Figure 4.. Computational redesign and more complex folds improve catalysis.

(A) Computational pipeline for redesign of r3-win. (B,C,D) k_cat (B), K_m (C), and k_cat/K_m (D) of parent r3-win compared to computational redesigns. (E,F,G) Structural superposition of design model and crystal structure of r4-win1 (E), r4-win31 (F), and (G) r4-dadt1 with 2Fo-Fc map shown at 1σ. (H,I,J,K) Design models (H,J) and Michaelis-Menten plots (I,K) for active designs with distinct folds. (L) Chemical and structural comparison of n and n+1 oxyanion hole motifs. (M) Design model of r6-momi that utilizes two backbone amide oxyanion hole contacts, one from an n+1 backbone amide. (N) Michaelis-Menten plot for r6-momi with 4MU-PhAc.
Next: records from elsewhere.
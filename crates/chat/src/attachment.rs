use std::sync::Arc;

use polychat_llm::{InlineData, PromptPart};

/// One uploaded file, already read into memory by the host.
#[derive(Debug, Clone, PartialEq, Eq)]
pub struct Attachment {
    bytes: Arc<[u8]>,
    mime_type: String,
    name: String,
    size: u64,
}

/// Metadata kept on the user message after the payload itself has been sent.
#[derive(Debug, Clone, PartialEq, Eq)]
pub struct AttachmentSummary {
    pub name: String,
    pub mime_type: String,
    pub size: u64,
}

impl Attachment {
    pub fn new(
        bytes: impl Into<Arc<[u8]>>,
        mime_type: impl Into<String>,
        name: impl Into<String>,
    ) -> Self {
        let bytes = bytes.into();
        Self {
            size: bytes.len() as u64,
            bytes,
            mime_type: mime_type.into(),
            name: name.into(),
        }
    }

    pub fn bytes(&self) -> &[u8] {
        &self.bytes
    }

    pub fn mime_type(&self) -> &str {
        &self.mime_type
    }

    pub fn name(&self) -> &str {
        &self.name
    }

    pub fn size(&self) -> u64 {
        self.size
    }

    pub fn summary(&self) -> AttachmentSummary {
        AttachmentSummary {
            name: self.name.clone(),
            mime_type: self.mime_type.clone(),
            size: self.size,
        }
    }

    pub fn to_inline_data(&self) -> InlineData {
        InlineData::new(self.mime_type.clone(), Arc::clone(&self.bytes))
    }
}

/// Builds request parts: the attachment first, then the prompt text.
pub(crate) fn prompt_parts(prompt: &str, attachment: Option<&Attachment>) -> Vec<PromptPart> {
    let mut parts = Vec::with_capacity(2);
    if let Some(attachment) = attachment {
        parts.push(PromptPart::InlineData(attachment.to_inline_data()));
    }
    // An attachment-only request carries no text part.
    if !prompt.is_empty() || parts.is_empty() {
        parts.push(PromptPart::Text(prompt.to_string()));
    }
    parts
}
Error bars represent standard deviation of three technical replicates.

Figure 5.. PLACER ensembles reveal geometric determinants of catalysis.

(A) Frequencies of catalytic Ser-His H-bond formation in PLACER ensembles for each reaction step, grouped by experimental outcome. (B) Apo PLACER ensembles of representative inactive (top) and acylating (bottom) designs. (C) Median angle (α) between serine Oγ, histidine Nϵ and Cϵ across PLACER ensembles of inactive and acylating designs. (D) Apo PLACER ensembles of representative inactive (top) and acylating (bottom) designs, angle indicates median α. (E) AEI PLACER ensemble H-bond frequencies for designs that undergo acylation or full turnover. (F) PLACER ensembles of the apo state for an acylating (top) and multiple turnover design (bottom). (G) PLACER ensembles of the AEI state for a representative design that undergoes acylation (top) and a design that catalyzes turnover (bottom). Measurements shown represent median distances (Å) of key H-bonds indicated for each ensemble and percentages represent frequency of H-bond formation across all PLACER trajectories. (H) Newman projections of serine g+ and g− rotameric states (left). (I) PLACER ensembles of an acylating design (top) and a design that catalyzes turnover (bottom). (J) Median serine χ₁ angle across TI1 and AEI state PLACER ensembles for designs that catalyze acylation or turnover (left) and for the same designs grouped by number of oxyanion hole H-bonds. (K) AEI state PLACER ensembles for r3-win, r4-win1, r4-win31, and r4-dadt1, with percent of frames with correct oxyanion hole rotamer, Ser χ₁ angle, and catalytic Ser-His H-bond distance shown. Boxplots represent median, upper and lower quartiles; whiskers extend 1.5×IQR above and below the upper and lower quartiles (respectively). Observations falling outside these ranges plotted as outliers.